Only these lines of the data below are wanted: the one with "assert_relative_eq!(fit.std_errors[1], se, epsilon", the one with "Some(offset.as_slice()), Family::Poisson, &opts).unwrap();", and any lines between them, each repeated exactly.
Source data Start Marker
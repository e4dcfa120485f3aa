//! Generalized linear models fitted by iteratively reweighted least squares.
//!
//! Shared by the count GLM tests, logistic regression, the hurdle model and the
//! size-factor model. Designs are small (intercept, one group or feature
//! column, a handful of covariates), so every solve goes through a dense
//! Cholesky factorization of `X'WX`.

use anyhow::{Result, anyhow, bail};
use nalgebra::{Cholesky, DMatrix, DVector, Dyn};
use ndarray::Array2;
use statrs::function::gamma::ln_gamma;

const MU_EPS: f64 = 1e-10;
const THETA_LN_BOUNDS: (f64, f64) = (-9.0, 11.5);

#[derive(Debug, Clone, Copy, PartialEq)]
pub enum Family {
    Poisson,
    /// NB2 with variance `mu + mu^2 / theta`.
    NegativeBinomial { theta: f64 },
    Binomial,
    Gaussian,
    /// Identity link, variance `mu^2`.
    Gamma,
}

impl Family {
    fn link_inverse(&self, eta: f64) -> f64 {
        match self {
            Family::Poisson | Family::NegativeBinomial { .. } => eta.clamp(-700.0, 700.0).exp(),
            Family::Binomial => (1.0 / (1.0 + (-eta).exp())).clamp(MU_EPS, 1.0 - MU_EPS),
            Family::Gaussian | Family::Gamma => eta,
        }
    }

    fn link(&self, mu: f64) -> f64 {
        match self {
            Family::Poisson | Family::NegativeBinomial { .. } => mu.ln(),
            Family::Binomial => (mu / (1.0 - mu)).ln(),
            Family::Gaussian | Family::Gamma => mu,
        }
    }

    /// d mu / d eta
    fn mu_eta(&self, mu: f64) -> f64 {
        match self {
            Family::Poisson | Family::NegativeBinomial { .. } => mu,
            Family::Binomial => mu * (1.0 - mu),
            Family::Gaussian | Family::Gamma => 1.0,
        }
    }

    fn variance(&self, mu: f64) -> f64 {
        match self {
            Family::Poisson => mu,
            Family::NegativeBinomial { theta } => mu + mu * mu / theta,
            Family::Binomial => mu * (1.0 - mu),
            Family::Gaussian => 1.0,
            Family::Gamma => mu * mu,
        }
    }

    fn initial_mu(&self, y: f64) -> f64 {
        match self {
            Family::Poisson | Family::NegativeBinomial { .. } => y + 0.1,
            Family::Binomial => (y + 0.5) / 2.0,
            Family::Gaussian | Family::Gamma => y,
        }
    }
}

#[derive(Debug, Clone, Copy, PartialEq)]
pub struct GlmOptions {
    pub max_iter: usize,
    pub tol: f64,
    /// Added to the diagonal of `X'WX` (intercept excluded).
    pub ridge: f64,
}

impl Default for GlmOptions {
    fn default() -> Self {
        GlmOptions {
            max_iter: 25,
            tol: 1e-8,
            ridge: 0.0,
        }
    }
}

#[derive(Debug, Clone)]
pub struct GlmFit {
    pub coefficients: DVector<f64>,
    pub std_errors: DVector<f64>,
    pub log_likelihood: f64,
    pub fitted: DVector<f64>,
    pub converged: bool,
    pub iterations: usize,
}

impl GlmFit {
    /// Wald z statistic of one coefficient.
    pub fn wald_z(&self, coefficient: usize) -> f64 {
        self.coefficients[coefficient] / self.std_errors[coefficient]
    }
}

/// `n` rows: an intercept column, then `columns`, then every covariate column.
pub fn design_matrix(
    n: usize,
    columns: &[&[f64]],
    covariates: Option<&Array2<f64>>,
) -> Result<DMatrix<f64>> {
    if columns.iter().any(|c| c.len() != n) {
        bail!("Design columns do not have {} rows", n);
    }
    let n_cov = match covariates {
        Some(cov) if cov.nrows() != n => {
            bail!("Covariate rows ({}) do not match design rows ({})", cov.nrows(), n)
        }
        Some(cov) => cov.ncols(),
        None => 0,
    };

    let p = 1 + columns.len() + n_cov;
    Ok(DMatrix::from_fn(n, p, |i, j| {
        if j == 0 {
            1.0
        } else if j <= columns.len() {
            columns[j - 1][i]
        } else {
            covariates.map_or(0.0, |cov| cov[[i, j - 1 - columns.len()]])
        }
    }))
}

/// Cholesky factor of `X'WX`, rejecting numerically rank-deficient designs.
fn factorize(m: DMatrix<f64>) -> Result<Cholesky<f64, Dyn>> {
    let scale = m.diagonal().amax().max(1.0);
    let chol = m
        .cholesky()
        .ok_or_else(|| anyhow!("Singular weighted design matrix"))?;
    if chol.l_dirty().diagonal().iter().any(|&d| !(d * d > 1e-12 * scale)) {
        bail!("Singular weighted design matrix");
    }
    Ok(chol)
}

pub fn log_likelihood(y: &[f64], mu: &[f64], family: Family) -> f64 {
    match family {
        Family::Poisson => y
            .iter()
            .zip(mu)
            .map(|(&yi, &mi)| {
                let mi = mi.max(MU_EPS);
                yi * mi.ln() - mi - ln_gamma(yi + 1.0)
            })
            .sum(),
        Family::NegativeBinomial { theta } => nb_log_likelihood(y, mu, theta),
        Family::Binomial => y
            .iter()
            .zip(mu)
            .map(|(&yi, &mi)| yi * mi.ln() + (1.0 - yi) * (1.0 - mi).ln())
            .sum(),
        Family::Gaussian => {
            let n = y.len() as f64;
            let rss: f64 = y.iter().zip(mu).map(|(yi, mi)| (yi - mi) * (yi - mi)).sum();
            let sigma2 = (rss / n).max(f64::MIN_POSITIVE);
            -0.5 * n * ((2.0 * std::f64::consts::PI * sigma2).ln() + 1.0)
        }
        // Unit shape; only compared between iterations of one fit
        Family::Gamma => -y.iter().zip(mu).map(|(&yi, &mi)| mi.ln() + yi / mi).sum::<f64>(),
    }
}

fn nb_log_likelihood(y: &[f64], mu: &[f64], theta: f64) -> f64 {
    let lg_theta = ln_gamma(theta);
    y.iter()
        .zip(mu)
        .map(|(&yi, &mi)| {
            let mi = mi.max(MU_EPS);
            ln_gamma(yi + theta) - lg_theta - ln_gamma(yi + 1.0)
                + theta * (theta / (theta + mi)).ln()
                + yi * (mi / (theta + mi)).ln()
        })
        .sum()
}

/// Fit `family` to `y` by IRLS.
///
/// `offset` is added to the linear predictor (log size factors for count
/// models). Errors when `X'WX` is singular or the estimates stop being finite.
pub fn fit_glm(
    x: &DMatrix<f64>,
    y: &[f64],
    offset: Option<&[f64]>,
    family: Family,
    opts: &GlmOptions,
) -> Result<GlmFit> {
    let n = x.nrows();
    let p = x.ncols();
    if y.len() != n {
        bail!("Response length ({}) does not match design rows ({})", y.len(), n);
    }
    if let Some(off) = offset {
        if off.len() != n {
            bail!("Offset length ({}) does not match design rows ({})", off.len(), n);
        }
    }
    if n < p {
        bail!("Model has more coefficients ({}) than observations ({})", p, n);
    }
    let off = |i: usize| offset.map_or(0.0, |o| o[i]);

    let mut mu: Vec<f64> = y.iter().map(|&yi| family.initial_mu(yi)).collect();
    let mut eta: Vec<f64> = mu.iter().map(|&m| family.link(m)).collect();
    let mut beta = DVector::zeros(p);
    let mut previous_ll = f64::INFINITY;
    let mut converged = false;
    let mut iterations = 0;

    while iterations < opts.max_iter {
        iterations += 1;

        let mut xw = x.clone();
        let mut zw = DVector::zeros(n);
        for i in 0..n {
            let d = family.mu_eta(mu[i]);
            let w = (d * d / family.variance(mu[i])).max(MU_EPS);
            let z = eta[i] - off(i) + (y[i] - mu[i]) / d.max(MU_EPS);
            let sw = w.sqrt();
            xw.row_mut(i).scale_mut(sw);
            zw[i] = z * sw;
        }

        let mut xtwx = xw.transpose() * &xw;
        for j in 1..p {
            xtwx[(j, j)] += opts.ridge;
        }
        let rhs = xw.transpose() * &zw;
        let chol = factorize(xtwx)?;
        beta = chol.solve(&rhs);
        if beta.iter().any(|b| !b.is_finite()) {
            bail!("Non-finite coefficient estimate");
        }

        let lin = x * &beta;
        for i in 0..n {
            eta[i] = lin[i] + off(i);
            mu[i] = family.link_inverse(eta[i]);
        }

        let ll = log_likelihood(y, &mu, family);
        let change = (ll - previous_ll).abs();
        previous_ll = ll;
        if change <= opts.tol * (ll.abs() + 0.1) {
            converged = true;
            break;
        }
    }

    // Final information matrix at the converged estimate
    let mut xw = x.clone();
    for i in 0..n {
        let d = family.mu_eta(mu[i]);
        let w = (d * d / family.variance(mu[i])).max(MU_EPS);
        xw.row_mut(i).scale_mut(w.sqrt());
    }
    let mut info = xw.transpose() * &xw;
    for j in 1..p {
        info[(j, j)] += opts.ridge;
    }
    let covariance = factorize(info)?.inverse();

    let dispersion = match family {
        Family::Gaussian if n > p => {
            let rss: f64 = y.iter().zip(&mu).map(|(yi, mi)| (yi - mi) * (yi - mi)).sum();
            rss / (n - p) as f64
        }
        Family::Gaussian => f64::NAN,
        _ => 1.0,
    };
    let std_errors = DVector::from_fn(p, |j, _| (covariance[(j, j)] * dispersion).sqrt());

    let log_likelihood = log_likelihood(y, &mu, family);
    if !log_likelihood.is_finite() {
        bail!("Non-finite log-likelihood");
    }

    Ok(GlmFit {
        coefficients: beta,
        std_errors,
        log_likelihood,
        fitted: DVector::from_vec(mu),
        converged,
        iterations,
    })
}

/// Maximum-likelihood NB size parameter for fixed means, by golden-section
/// search over `ln(theta)`.
pub fn nb_theta_ml(y: &[f64], mu: &[f64]) -> f64 {
    let objective = |ln_theta: f64| nb_log_likelihood(y, mu, ln_theta.exp());
    let ratio = (5f64.sqrt() - 1.0) / 2.0;
    let (mut a, mut b) = THETA_LN_BOUNDS;
    let mut c = b - ratio * (b - a);
    let mut d = a + ratio * (b - a);
    let mut fc = objective(c);
    let mut fd = objective(d);

    while (b - a).abs() > 1e-6 {
        if fc > fd {
            b = d;
            d = c;
            fd = fc;
            c = b - ratio * (b - a);
            fc = objective(c);
        } else {
            a = c;
            c = d;
            fc = fd;
            d = a + ratio * (b - a);
            fd = objective(d);
        }
    }
    ((a + b) / 2.0).exp()
}

/// Alternate between NB coefficient fits and theta estimation, starting from a
/// Poisson fit. Returns the final fit with its theta.
pub fn fit_negative_binomial(
    x: &DMatrix<f64>,
    y: &[f64],
    offset: Option<&[f64]>,
    opts: &GlmOptions,
) -> Result<(GlmFit, f64)> {
    let mut fit = fit_glm(x, y, offset, Family::Poisson, opts)?;
    let mut theta = nb_theta_ml(y, fit.fitted.as_slice());

    for _ in 0..10 {
        fit = fit_glm(x, y, offset, Family::NegativeBinomial { theta }, opts)?;
        let next = nb_theta_ml(y, fit.fitted.as_slice());
        let settled = (next.ln() - theta.ln()).abs() < 1e-4;
        theta = next;
        if settled {
            break;
        }
    }
    Ok((fit, theta))
}

#[cfg(test)]
mod tests {
    use super::*;
    use approx::assert_relative_eq;

    fn group_design(n1: usize, n2: usize) -> (DMatrix<f64>, Vec<f64>) {
        let group: Vec<f64> = (0..n1 + n2).map(|i| if i < n1 { 0.0 } else { 1.0 }).collect();
        (design_matrix(n1 + n2, &[group.as_slice()], None).unwrap(), group)
    }

    #[test]
    fn test_poisson_group_coefficient_is_log_ratio() {
        // With one binary predictor the MLE reproduces the group means exactly.
        let y = [1.0, 2.0, 3.0, 2.0, 4.0, 6.0, 5.0, 5.0];
        let (x, _) = group_design(4, 4);
        let fit = fit_glm(&x, &y, None, Family::Poisson, &GlmOptions::default()).unwrap();
        assert!(fit.converged);
        assert_relative_eq!(fit.coefficients[0], 2f64.ln(), epsilon = 1e-6);
        assert_relative_eq!(fit.coefficients[1], 5f64.ln() - 2f64.ln(), epsilon = 1e-6);
        // Var(log mean) = 1 / (n * mean) for each group
        let se = (1.0 / 8.0 + 1.0 / 20.0f64).sqrt();
        assert_relative_eq!(fit.std_errors[1], se, epsilon = 1e-5);
    }

    #[test]
    fn test_gaussian_matches_least_squares() {
        let xs = [1.0, 2.0, 3.0, 4.0, 5.0];
        let y = [2.1, 3.9, 6.2, 7.8, 10.1];
        let x = design_matrix(xs.len(), &[xs.as_slice()], None).unwrap();
        let fit = fit_glm(&x, &y, None, Family::Gaussian, &GlmOptions::default()).unwrap();
        // lm(y ~ x): intercept 0.05, slope 1.99
        assert_relative_eq!(fit.coefficients[0], 0.05, epsilon = 1e-9);
        assert_relative_eq!(fit.coefficients[1], 1.99, epsilon = 1e-9);
    }

    #[test]
    fn test_logistic_fitted_probabilities() {
        let xs = [0.0, 0.0, 0.0, 0.0, 1.0, 1.0, 1.0, 1.0];
        let y = [0.0, 0.0, 0.0, 1.0, 1.0, 1.0, 1.0, 0.0];
        let x = design_matrix(xs.len(), &[xs.as_slice()], None).unwrap();
        let fit = fit_glm(&x, &y, None, Family::Binomial, &GlmOptions::default()).unwrap();
        assert_relative_eq!(fit.fitted[0], 0.25, epsilon = 1e-6);
        assert_relative_eq!(fit.fitted[7], 0.75, epsilon = 1e-6);
        assert_relative_eq!(fit.coefficients[1], 9f64.ln(), epsilon = 1e-5);
    }

    #[test]
    fn test_offset_shifts_intercept() {
        let y = [2.0, 4.0, 2.0, 4.0];
        let x = design_matrix(4, &[], None).unwrap();
        let offset = [0.0, 2f64.ln(), 0.0, 2f64.ln()];
        let opts = GlmOptions::default();
        let fit = fit_glm(&x, &y, Some(offset.as_slice()), Family::Poisson, &opts).unwrap();
        assert_relative_eq!(fit.coefficients[0], 2f64.ln(), epsilon = 1e-6);
    }

    #[test]
    fn test_theta_tracks_overdispersion() {
        let mu = vec![5.0; 10];
        let overdispersed = [0.0, 0.0, 1.0, 14.0, 0.0, 2.0, 18.0, 0.0, 15.0, 0.0];
        let tame = [4.0, 5.0, 6.0, 5.0, 4.0, 6.0, 5.0, 5.0, 4.0, 6.0];
        assert!(nb_theta_ml(&overdispersed, &mu) < 1.0);
        assert!(nb_theta_ml(&tame, &mu) > 1000.0);
    }

    #[test]
    fn test_negative_binomial_fit_runs() {
        let y = [0.0, 1.0, 0.0, 3.0, 0.0, 2.0, 9.0, 14.0, 0.0, 11.0, 7.0, 20.0];
        let (x, _) = group_design(6, 6);
        let (fit, theta) = fit_negative_binomial(&x, &y, None, &GlmOptions::default()).unwrap();
        assert!(theta > 0.0 && theta.is_finite());
        assert!(fit.coefficients[1] > 0.0);
        assert!(fit.wald_z(1).is_finite());
    }

    #[test]
    fn test_singular_design_errors() {
        let col = [1.0, 2.0, 3.0, 4.0];
        let x = design_matrix(4, &[col.as_slice(), col.as_slice()], None).unwrap();
        let y = [1.0, 2.0, 3.0, 4.0];
        assert!(fit_glm(&x, &y, None, Family::Gaussian, &GlmOptions::default()).is_err());
    }
}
Source data End Marker
Result for this exercise:
        assert_relative_eq!(fit.std_errors[1], se, epsilon = 1e-5);
    }

    #[test]
    fn test_gaussian_matches_least_squares() {
        let xs = [1.0, 2.0, 3.0, 4.0, 5.0];
        let y = [2.1, 3.9, 6.2, 7.8, 10.1];
        let x = design_matrix(xs.len(), &[xs.as_slice()], None).unwrap();
        let fit = fit_glm(&x, &y, None, Family::Gaussian, &GlmOptions::default()).unwrap();
        // lm(y ~ x): intercept 0.05, slope 1.99
        assert_relative_eq!(fit.coefficients[0], 0.05, epsilon = 1e-9);
        assert_relative_eq!(fit.coefficients[1], 1.99, epsilon = 1e-9);
    }

    #[test]
    fn test_logistic_fitted_probabilities() {
        let xs = [0.0, 0.0, 0.0, 0.0, 1.0, 1.0, 1.0, 1.0];
        let y = [0.0, 0.0, 0.0, 1.0, 1.0, 1.0, 1.0, 0.0];
        let x = design_matrix(xs.len(), &[xs.as_slice()], None).unwrap();
        let fit = fit_glm(&x, &y, None, Family::Binomial, &GlmOptions::default()).unwrap();
        assert_relative_eq!(fit.fitted[0], 0.25, epsilon = 1e-6);
        assert_relative_eq!(fit.fitted[7], 0.75, epsilon = 1e-6);
        assert_relative_eq!(fit.coefficients[1], 9f64.ln(), epsilon = 1e-5);
    }

    #[test]
    fn test_offset_shifts_intercept() {
        let y = [2.0, 4.0, 2.0, 4.0];
        let x = design_matrix(4, &[], None).unwrap();
        let offset = [0.0, 2f64.ln(), 0.0, 2f64.ln()];
        let opts = GlmOptions::default();
        let fit = fit_glm(&x, &y, Some(offset.as_slice()), Family::Poisson, &opts).unwrap();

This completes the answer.